SEC's Schapiro: Did Market Makers Meet Obligations On May 6?
May 20 2010 - 10:00AM
Dow Jones News
The Securities and Exchange Commission is examining the behavior
of market professionals during the puzzling May 6 stock plunge to
determine whether they met their legal obligations to investors,
SEC Chairman Mary Schapiro said Thursday.
"If we identify any activity that violates the securities laws,
we will take appropriate action," Schapiro said in written
testimony prepared for the Senate Banking Committee's Subcommittee
on Securities, Insurance and Investment.
Thursday's congressional hearing is the second in as many weeks
on the market "flash crash," when the Dow Jones Industrial Average
sank nearly 1,000 points before staging a partial recovery. Policy
makers and market analysts are clamoring for information about what
happened and how to stop a similar event from occurring again.
"I am deeply concerned about the effects that this volatile
market had on investors, especially retail investors," Schapiro
said.
The SEC has received numerous complaints from investors who had
"stop-loss" orders in place to protect against falling markets, she
said. Those accounts were liquidated as stocks were plummeting on
May 6, "only to have stock prices close significantly above their
sale prices."
To keep such a plunge from occurring again, the SEC and the
major trading exchanges will implement a cross-market "circuit
breaker" in June that will require a five-minute time-out for any
stock that sees a 10% change in price in the preceding five
minutes. Other fixes, such as a marketwide pause and unified
trade-cancellation policy, also are in the works.
The SEC is asking whether the exchanges' decisions to break
trades that occurred during the volatile half-hour period were
applied "fairly and consistently among investors," Schapiro
said.
The SEC also is investigating market participants to ensure that
they met their "best execution obligations" during a mass selloff,
Schapiro said.
Preliminary findings from regulators about the flash crash
indicate that it was caused by a "severe temporary liquidity
failure" and not any economic factor indicating that equities
"truly could drop and recover such a large amount in just a few
minutes," Schapiro said.
Schapiro's testimony for Thursday's hearing echoed her comments
given a week earlier before a House panel when she said regulators
found no evidence that a "fat finger" typing error or hacker or
terrorist activity caused the flash crash.

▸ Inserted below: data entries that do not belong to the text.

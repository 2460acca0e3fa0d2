use std::{
    sync::{
        Arc,
        atomic::{AtomicBool, Ordering},
    },
    thread,
    time::Instant,
};

use anyhow::{Context, Result, anyhow};
use nokhwa::{
    Camera,
    pixel_format::RgbFormat,
    query,
    utils::{ApiBackend, CameraIndex, FrameFormat, RequestedFormat, RequestedFormatType},
};

use super::{rgba_converter, video::VideoElement};

// Built-in macOS cameras often reject YUYV even when it is reported.
const PREFERRED_PIXEL_FORMATS: &[FrameFormat] = &[
    FrameFormat::RAWRGB,
    FrameFormat::RAWBGR,
    FrameFormat::GRAY,
    FrameFormat::YUYV,
    FrameFormat::NV12,
    FrameFormat::MJPEG,
];

fn requested_formats() -> [RequestedFormat<'static>; 3] {
    [
        RequestedFormat::with_formats(
            RequestedFormatType::AbsoluteHighestFrameRate,
            PREFERRED_PIXEL_FORMATS,
        ),
        RequestedFormat::new::<RgbFormat>(RequestedFormatType::AbsoluteHighestFrameRate),
        RequestedFormat::new::<RgbFormat>(RequestedFormatType::None),
    ]
}

#[derive(Clone, Debug)]
pub struct CameraDevice {
    pub index: u32,
    pub label: String,
}

/// Running capture thread feeding a `VideoElement`. Dropping it stops capture
/// and unbinds the element.
#[derive(Debug)]
pub struct CameraStream {
    stop: Arc<AtomicBool>,
    handle: Option<thread::JoinHandle<()>>,
    video: VideoElement,
}

impl CameraStream {
    pub fn stop(mut self) {
        self.shutdown();
    }

    fn shutdown(&mut self) {
        self.stop.store(true, Ordering::SeqCst);
        if let Some(handle) = self.handle.take() {
            let _ = handle.join();
            self.video.unbind();
            log::info!("camera stream stopped");
        }
    }
}

impl Drop for CameraStream {
    fn drop(&mut self) {
        self.shutdown();
    }
}

pub fn available_cameras() -> Result<Vec<CameraDevice>> {
    let cameras = query(ApiBackend::Auto).context("failed to enumerate cameras")?;
    Ok(cameras
        .into_iter()
        .enumerate()
        .map(|(idx, info)| CameraDevice {
            index: match info.index() {
                CameraIndex::Index(i) => *i,
                CameraIndex::String(_) => idx as u32,
            },
            label: info.human_name(),
        })
        .collect())
}

fn open_camera(index: u32) -> Result<Camera> {
    let mut last_err = None;

    for requested in requested_formats() {
        match Camera::new(CameraIndex::Index(index), requested) {
            Ok(mut camera) => match camera.open_stream() {
                Ok(()) => return Ok(camera),
                Err(err) => last_err = Some(anyhow::Error::from(err)),
            },
            Err(err) => last_err = Some(err.into()),
        }
    }

    Err(last_err.unwrap_or_else(|| anyhow!("failed to open camera {index} with any format")))
}

/// Looks up `index` among the enumerated devices.
pub fn find_camera(devices: &[CameraDevice], index: u32) -> Result<&CameraDevice> {
    devices.iter().find(|device| device.index == index).ok_or_else(|| {
        let known: Vec<String> = devices
            .iter()
            .map(|device| format!("{} ({})", device.index, device.label))
            .collect();
        if known.is_empty() {
            anyhow!("camera {index} not found, no cameras detected")
        } else {
            anyhow!("camera {index} not found, available: {}", known.join(", "))
        }
    })
}

pub fn start_camera_stream(index: u32, video: VideoElement) -> Result<CameraStream> {
    match available_cameras() {
        Ok(devices) => {
            let device = find_camera(&devices, index)?;
            log::info!("using camera {}: {}", device.index, device.label);
        }
        // Some backends cannot enumerate but still open by index.
        Err(err) => log::warn!("camera enumeration failed: {err:?}"),
    }

    // Fail fast before spawning the capture thread.
    let probe = open_camera(index)?;
    let resolution = probe.resolution();
    drop(probe);

    video.bind(resolution.width_x, resolution.height_y);
    log::info!(
        "camera {index} opened at {}x{}",
        resolution.width_x,
        resolution.height_y
    );

    let stop = Arc::new(AtomicBool::new(false));
    let stop_flag = stop.clone();
    let sink = video.clone();

    let handle = thread::Builder::new()
        .name("camera-capture".to_string())
        .spawn(move || {
            let mut camera = match open_camera(index) {
                Ok(cam) => cam,
                Err(err) => {
                    log::error!("failed to open camera: {err:?}");
                    sink.unbind();
                    return;
                }
            };

            while !stop_flag.load(Ordering::Relaxed) {
                let started = Instant::now();
                let buffer = match camera.frame() {
                    Ok(buffer) => buffer,
                    Err(err) => {
                        log::warn!(
                            "camera frame read failed (after {:?}): {err:?}",
                            started.elapsed()
                        );
                        continue;
                    }
                };

                match rgba_converter::convert_camera_frame(&buffer) {
                    Ok(frame) => sink.publish(frame),
                    Err(err) => log::warn!("failed to decode camera frame: {err:?}"),
                }
            }

            if let Err(err) = camera.stop_stream() {
                log::warn!("failed to stop camera stream: {err:?}");
            }
        })
        .context("failed to spawn camera capture thread")?;

    Ok(CameraStream {
        stop,
        handle: Some(handle),
        video,
    })
}

#[cfg(test)]
mod tests {
    use super::*;

    fn devices() -> Vec<CameraDevice> {
        vec![
            CameraDevice {
                index: 0,
                label: "FaceTime HD".to_string(),
            },
            CameraDevice {
                index: 2,
                label: "USB Camera".to_string(),
            },
        ]
    }

    #[test]
    fn configured_index_is_matched_by_device_index() {
        let devices = devices();
        let device = find_camera(&devices, 2).expect("camera 2");
        assert_eq!(device.label, "USB Camera");
    }

    #[test]
    fn unknown_index_lists_available_cameras() {
        let err = find_camera(&devices(), 1).unwrap_err().to_string();
        assert!(err.contains("camera 1 not found"), "{err}");
        assert!(err.contains("0 (FaceTime HD)"), "{err}");
        assert!(err.contains("2 (USB Camera)"), "{err}");
    }

    #[test]
    fn empty_device_list_is_reported() {
        let err = find_camera(&[], 0).unwrap_err().to_string();
        assert!(err.contains("no cameras detected"), "{err}");
    }
}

Schapiro also referenced findings from a joint report on the
crash that the SEC issued earlier this week with the Commodity
Futures Trading Commission.
The Financial Industry Regulatory Authority is working closely
with the SEC and CFTC in its investigation. Finra Chairman Richard
Ketchum said in testimony that his staff is focusing on about 300
stocks that experienced the most dramatic declines during the
30-minute plunge-and-recover period. Those stocks coincided with
securities that were the subject of cancellations and reversals
after the May 6 incident, he said.
The SEC will be taking a closer look at the May 6 activity
around exchange-traded funds, hybrid funds that have shares traded
throughout the day, Schapiro said.
ETFs were affected more than any other securities class by
broken trades, Schapiro said. The SEC is investigating
institutional investors' practice of shorting ETFs to hedge against
broad market exposures, asking whether those shorts contributed to
certain ETFs' dramatic intraday price swings.
The SEC also is looking into exchanges' "self-help" practices.
SEC rules require exchanges to route orders to the exchange that
has the best price. But an exchange can occasionally enter self
help and waive that rule if it perceives unusual activity at
another exchange, allowing it to stop sending orders to that
venue.
Nasdaq OMX Group Inc. (NDAQ) and BATS Exchange declared self
help against the NYSE Euronext's (NYX) electronic trading platform
Arca in the minutes before 2:40 p.m. on May 6. Schapiro said the
SEC is looking into whether there needs to be "greater consistency
in exchange practices with respect to the self-help mechanism."
CFTC Chairman Gary Gensler and officials from the major
exchanges also were slated to testify. Gensler said in testimony
that an algorithm used when a single trader sold a large number of
stock index futures on May 6 may have caused an unintended impact
because the market lacked liquidity.
Eric Noll, executive vice president of transaction services for
Nasdaq, said the changes proposed by regulators will help the
exchanges be consistent in responding to market trends.
NYSE Chief Operating Officer Larry Leibowitz said regulators
shouldn't "point blame" at professional traders or certain
liquidity providers and should focus instead on the role of market
makers and alternate trading platforms such as "dark pools."
Terrence Duffy, executive chairman of CME Group Inc. (CME), a
futures market, said lack of consistency in equities markets
excacerbates problems in times of market stress.